Market sentiment continued to favor growth styles, with Large Cap Growth outpacing Large Cap Value for the week. Sector performance was led by Energy and Information Technology, while Health Care and Financials were the primary laggards.
The week was significantly influenced by geopolitical tensions related to the U.S./Iran conflict and Strait of Hormuz disruptions, which kept oil prices elevated and created bouts of market pressure. Investors are now largely looking past the conflict, with risk assets recovering as growth risks appear manageable, AI remaining a tailwind, and earnings holding up. The AI theme re-emerged as a primary driver, with technology, communication services, and consumer discretionary leading sector gains.
Manufacturing activity provided a notable bright spot, with the S&P Global U.S. Manufacturing PMI rising to a near four-year high of 54.0 in April. Consumer sentiment, however, weakened — the University of Michigan index fell to 49.8 from 53.3 in March, even as inflation expectations climbed, underscoring a split between resilient spending and rising price concerns.
Bottom Line: The week reflected a market balancing strong corporate earnings and AI-driven momentum against persistent geopolitical risk and inflation uncertainty. The Nasdaq’s outperformance reflects continued rotation into technology and growth names, while the Dow’s modest weekly gain and daily dip on May 1 point to some caution in more traditional, rate-sensitive sectors.
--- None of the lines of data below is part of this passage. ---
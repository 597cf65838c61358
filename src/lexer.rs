//! # Calculator Lexer
//!
//! [`CalcLexer`] turns source text into a lazy, finite stream of
//! [`CalcToken`]s. Lexing is driven by an ordered rule table: at every
//! position the rules are tried top to bottom and the first one that
//! matches wins. The numeric literal rules are ordered most-specific-first,
//! because each later form matches a prefix of the earlier ones:
//!
//! 1. `Nondecimal`: `0x1A`, `0o17` (case-insensitive prefix)
//! 2. `Scientific`: `1.5e2`, `3E-4`
//! 3. `Float`: `3.25`, `.5`, `2.`
//! 4. `Number`: `42`
//!
//! Function keywords come before identifiers, so `sin` is a keyword while
//! `sine` is still a name.
//!
//! A character that starts no rule is reported as
//! [`CalcError::IllegalChar`]; that single character is skipped and lexing
//! resumes right after it.

use crate::cursor::LexerCursor;
use crate::error::CalcError;
use crate::func::Func;
use crate::token::{CalcToken, TokenID, TokenValue};
use crate::value::Number;
use once_cell::sync::Lazy;
use regex::Regex;
use smartstring::alias::String;

/// Lexer rules, in priority order.
#[derive(Debug, Clone, Copy, PartialEq, Eq)]
pub enum Rule {
    WhiteSpace,
    NewLine,
    Comment,
    Nondecimal,
    Scientific,
    Float,
    Number,
    Func,
    Ident,
    Equals,
    Plus,
    Minus,
    Asterisk,
    Slash,
    LeftParen,
    RightParen,
}

/// Which spellings count as variable names.
#[derive(Debug, Clone, Copy, Default, PartialEq, Eq)]
pub enum NameGrammar {
    /// Free-form identifiers: `[A-Za-z_][A-Za-z0-9_]*`.
    #[default]
    Free,
    /// The closed set of memory slots `MEM_1` … `MEM_10`.
    MemorySlots,
}

const FREE_IDENT: &str = r"[A-Za-z_][A-Za-z0-9_]*";
const SLOT_IDENT: &str = r"MEM_(?:10|[1-9])\b";

fn rule_table(ident: &str) -> Vec<(Rule, Regex)> {
    [
        (Rule::WhiteSpace, r"[ \t]+"),
        (Rule::NewLine, r"\r\n|\n|\r"),
        (Rule::Comment, r"%%[^\r\n]*"),
        (Rule::Nondecimal, r"0[xX][0-9A-Fa-f]+|0[oO][0-7]+"),
        (
            Rule::Scientific,
            r"(?:[0-9]+(?:\.[0-9]*)?|\.[0-9]+)[eE][+-]?[0-9]+",
        ),
        (Rule::Float, r"[0-9]+\.[0-9]*|\.[0-9]+"),
        (Rule::Number, r"[0-9]+"),
        (Rule::Func, r"(?:sin|cos|exp|log)\b"),
        (Rule::Ident, ident),
        (Rule::Equals, r"="),
        (Rule::Plus, r"\+"),
        (Rule::Minus, r"-"),
        (Rule::Asterisk, r"\*"),
        (Rule::Slash, r"/"),
        (Rule::LeftParen, r"\("),
        (Rule::RightParen, r"\)"),
    ]
    .into_iter()
    .map(|(rule, re)| (rule, Regex::new(&format!("^(?:{re})")).unwrap()))
    .collect()
}

static FREE_RULES: Lazy<Vec<(Rule, Regex)>> = Lazy::new(|| rule_table(FREE_IDENT));

static SLOT_RULES: Lazy<Vec<(Rule, Regex)>> = Lazy::new(|| rule_table(SLOT_IDENT));

impl NameGrammar {
    fn rules(self) -> &'static [(Rule, Regex)] {
        match self {
            NameGrammar::Free => &FREE_RULES,
            NameGrammar::MemorySlots => &SLOT_RULES,
        }
    }
}

#[derive(Debug, Clone, Default)]
pub struct LexerStats {
    pub chars: usize,
    pub matches: usize,
    pub lines: usize,
    pub errors: usize,
}

/// The calculator lexer.
///
/// `CalcLexer` is an [`Iterator`] over `Result<CalcToken, CalcError>`. An
/// `Err` item is a non-fatal lexical diagnostic; the stream continues after
/// it. The last item is always a [`TokenID::End`] token, after which the
/// lexer is exhausted. A lexer cannot be restarted.
///
/// # Example
///
/// ```rust
/// # use climb_calc::{CalcLexer, NameGrammar, TokenID};
/// let lexer = CalcLexer::new("x = 0x1A\n%% note", NameGrammar::Free);
/// let ids: Vec<TokenID> = lexer.map(|t| t.unwrap().token_id).collect();
/// assert_eq!(
///     ids,
///     [
///         TokenID::Ident,
///         TokenID::Equals,
///         TokenID::Nondecimal,
///         TokenID::NewLine,
///         TokenID::Comment,
///         TokenID::End,
///     ]
/// );
/// ```
pub struct CalcLexer<'a> {
    source: &'a str,
    rules: &'static [(Rule, Regex)],
    cursor: LexerCursor,
    end_flag: bool,
    stats: LexerStats,
}

impl<'a> CalcLexer<'a> {
    pub fn new(source: &'a str, names: NameGrammar) -> Self {
        Self {
            source,
            rules: names.rules(),
            cursor: LexerCursor::new(),
            end_flag: false,
            stats: LexerStats::default(),
        }
    }

    /// Current 1-based line number.
    pub fn line_no(&self) -> usize {
        self.cursor.span.end.line
    }

    pub fn stats(&self) -> LexerStats {
        self.stats.clone()
    }

    /// Returns the first rule matching at the start of `rest` and the byte
    /// length of its match.
    fn try_match(&self, rest: &str) -> Option<(Rule, usize)> {
        self.rules
            .iter()
            .find_map(|(rule, re)| re.find(rest).map(|m| (*rule, m.end())))
    }

    fn token(&self, token_id: TokenID, value: TokenValue, lexeme: &str) -> CalcToken {
        CalcToken {
            token_id,
            value,
            lexeme: String::from(lexeme),
            span: self.cursor.span,
        }
    }

    fn literal_range(&self, lexeme: &str) -> CalcError {
        CalcError::LiteralRange {
            lexeme: String::from(lexeme),
            span: self.cursor.span,
        }
    }

    /// Handles a single rule match. Returns `None` for skipped input.
    fn action(&mut self, rule: Rule, lexeme: &str) -> Option<Result<CalcToken, CalcError>> {
        let tok = match rule {
            Rule::WhiteSpace => return None,
            Rule::NewLine => {
                self.stats.lines += 1;
                self.token(TokenID::NewLine, TokenValue::None, lexeme)
            }
            Rule::Comment => {
                let text = String::from(&lexeme[2..]);
                self.token(TokenID::Comment, TokenValue::Comment(text), lexeme)
            }
            Rule::Nondecimal => {
                let radix = match lexeme.as_bytes()[1] {
                    b'o' | b'O' => 8,
                    _ => 16,
                };
                match i64::from_str_radix(&lexeme[2..], radix) {
                    Ok(n) => {
                        self.token(TokenID::Nondecimal, TokenValue::Number(n.into()), lexeme)
                    }
                    Err(_) => return Some(Err(self.literal_range(lexeme))),
                }
            }
            Rule::Scientific | Rule::Float => {
                let token_id = if rule == Rule::Scientific {
                    TokenID::Scientific
                } else {
                    TokenID::Float
                };
                match lexeme.parse::<f64>() {
                    Ok(x) => self.token(token_id, TokenValue::Number(Number::Float(x)), lexeme),
                    Err(_) => return Some(Err(self.literal_range(lexeme))),
                }
            }
            Rule::Number => match lexeme.parse::<i64>() {
                Ok(n) => self.token(TokenID::Number, TokenValue::Number(n.into()), lexeme),
                Err(_) => return Some(Err(self.literal_range(lexeme))),
            },
            Rule::Func => {
                let Ok(func) = lexeme.parse::<Func>() else {
                    unreachable!()
                };
                self.token(TokenID::Func, TokenValue::Func(func), lexeme)
            }
            Rule::Ident => {
                self.token(TokenID::Ident, TokenValue::Ident(String::from(lexeme)), lexeme)
            }
            Rule::Equals => self.token(TokenID::Equals, TokenValue::None, lexeme),
            Rule::Plus => self.token(TokenID::Plus, TokenValue::None, lexeme),
            Rule::Minus => self.token(TokenID::Minus, TokenValue::None, lexeme),
            Rule::Asterisk => self.token(TokenID::Asterisk, TokenValue::None, lexeme),
            Rule::Slash => self.token(TokenID::Slash, TokenValue::None, lexeme),
            Rule::LeftParen => self.token(TokenID::LeftParen, TokenValue::None, lexeme),
            Rule::RightParen => self.token(TokenID::RightParen, TokenValue::None, lexeme),
        };
        Some(Ok(tok))
    }
}

impl Iterator for CalcLexer<'_> {
    type Item = Result<CalcToken, CalcError>;

    /// Advances the lexer and returns the next token or lexical diagnostic.
    ///
    /// When the input is consumed the lexer emits a single
    /// [`TokenID::End`] token and then returns `None` forever.
    fn next(&mut self) -> Option<Self::Item> {
        let source = self.source;
        while !self.end_flag {
            self.cursor.span.collapse();
            let rest = &source[self.cursor.pos..];

            let Some(ch) = rest.chars().next() else {
                self.end_flag = true;
                return Some(Ok(self.token(TokenID::End, TokenValue::None, "")));
            };

            let Some((rule, len)) = self.try_match(rest) else {
                self.cursor.advance(ch, rest[ch.len_utf8()..].chars().next());
                self.stats.chars += 1;
                self.stats.errors += 1;
                log::trace!("ILLEGAL: {:?} at {}", ch, self.cursor.span);
                return Some(Err(CalcError::IllegalChar {
                    ch,
                    span: self.cursor.span,
                }));
            };

            let lexeme = &rest[..len];
            self.cursor.advance_str(lexeme);
            self.stats.chars += lexeme.chars().count();
            self.stats.matches += 1;
            log::trace!(
                "MATCHED: rule {:?}, lexeme {:?}, {}",
                rule,
                lexeme,
                self.cursor.span
            );

            if let Some(item) = self.action(rule, lexeme) {
                if item.is_err() {
                    self.stats.errors += 1;
                }
                return Some(item);
            }
        }
        None
    }
}

impl std::iter::FusedIterator for CalcLexer<'_> {}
| Equity Index | Closing Price May 1 | Point Difference from April 30 | % Difference from April 30 | Weekly Change |
| Dow | 49499.27 | -152.87 | -0.31% | +0.55% |
| Nasdaq | 25114.44 | +222.13 | +0.89% | +1.12% |
| S&P 500 | 7230.12 | +21.11 | +0.29% | +0.91% |
| AG MARKETS |
—Ag markets weekly recap: April 27 – May 1, 2026
Geopolitical tensions, weather concerns, and record cattle prices define a bullish week across commodity markets
The week of April 27 delivered broadly supportive price action across agricultural commodity markets, driven by a powerful combination of Middle East conflict risk premiums, crop weather worries, and historically tight livestock supplies. While end-of-month profit-taking tempered gains on Thursday, markets bounced back Friday with most commodities registering strong weekly gains.
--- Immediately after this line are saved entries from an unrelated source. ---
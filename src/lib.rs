//! # climb-calc
//!
//! A small calculator language front-end: a regex-driven lexer, a
//! precedence-climbing evaluator and a session-scoped symbol table.
//!
//! A script is a sequence of line-oriented statements. Expression statements
//! print their value, assignments store into the [`SymTab`], and `%%` starts
//! a comment running to the end of the line:
//!
//! ```text
//! r = 0x0A            %% hexadecimal literal
//! 3.5 * r * r         %% prints 350.0
//! exp(0) - -1         %% prints 2.0
//! 7 / 2               %% true division, prints 3.5
//! ```
//!
//! ## Overview
//!
//! - [`lexer`]: turns source text into a lazy stream of [`CalcToken`]s, each
//!   annotated with a [`Span`]. Illegal characters are reported and skipped.
//! - [`parser`]: consumes tokens and evaluates each statement as soon as it
//!   is recognised. No syntax tree is built.
//! - [`symtab`]: variable bindings that live for one session.
//! - [`session`]: runs a whole script and collects results and diagnostics.
//!
//! Supporting modules: [`cursor`] (positions and spans), [`value`]
//! (the [`Number`] type and its arithmetic), [`func`] and [`oper`]
//! (functions and operators), [`token`] and [`error`].
//!
//! ## Example
//!
//! ```rust
//! use climb_calc::{CalcParser, NameGrammar, Number, Output, SymTab};
//!
//! let mut symtab = SymTab::new();
//! let mut parser = CalcParser::new("a = 1 + 2 * 3\n-a / 2", NameGrammar::Free);
//!
//! let Ok(Some(out)) = parser.try_next_with_context(&mut symtab) else {
//!     panic!("expected a result")
//! };
//! assert_eq!(out, Output::Value(Number::Float(-3.5)));
//! assert_eq!(symtab.get("a"), Some(Number::Int(7)));
//! ```
pub mod cursor;
pub mod error;
pub mod func;
pub mod lexer;
pub mod oper;
pub mod parser;
pub mod session;
pub mod symtab;
pub mod token;
pub mod value;

pub use cursor::{LexerCursor, Position, Span};
pub use error::{CalcError, Found};
pub use func::{Func, ParseFuncError};
pub use lexer::{CalcLexer, LexerStats, NameGrammar};
pub use oper::{Assoc, BinOp, UnOp};
pub use parser::{CalcParser, MAX_NESTING, Output, ParserStats};
pub use session::{Config, Session, Transcript};
pub use symtab::{SymTab, SymTabError};
pub use token::{CalcToken, TokenID, TokenValue};
pub use value::{ArithError, Number};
• Corn had a standout week, with July futures rising 16 3/4 cents to close at $4.80 1/4 — a 13-month high close — on Friday. The technically bullish weekly high close and an established uptrend on the daily bar chart suggest continued speculator buying interest heading into the following week. USDA reported U.S. corn planting at 25% complete, slightly ahead of expectations and above the five-year average, though upcoming Midwest storms threatened to slow progress in some areas. Weekly export sales came in at 1.317 million metric tons, with Mexico and South Korea among the top buyers. Ongoing geopolitical tensions in the Middle East, which have pushed crude oil sharply higher, provided additional support through biofuel demand. Some end-of-month profit-taking curbed gains Thursday, but analysts described it as a healthy correction within a broader uptrend.
•Soybeans had an impressive week, reversing earlier weakness to post a strong bullish finish. July futures rose 24 3/4 cents to close at $12.03 1/4, a six-week high close, with prices now in a fledgling uptrend on the daily bar chart. U.S. soybean crush margins reached new all-time highs, supported by strong domestic demand for soy products and elevated biodiesel credits, with D4 RIN values surpassing $1.90 per gallon, the highest since late 2022. Bears were reluctant to press the downside too aggressively ahead of potential Chinese purchases, and the broader risk-on tone in commodity markets provided a tailwind. All eyes remained on geopolitical tensions in the Middle East, which continued to support commodities broadly.
•Soybean meal was relatively quiet for the week, finishing with a modest gain. July meal rose just $0.20 to $319.30 on Friday, settling near mid-range after a volatile week that included sharp intraday swings in both directions. Mid-week, funds were heavy buyers of soymeal following reports that the EU had rejected two to three cargoes of Argentine soymeal due to a phytosanitary issue, which briefly ignited the meal market before prices settled back.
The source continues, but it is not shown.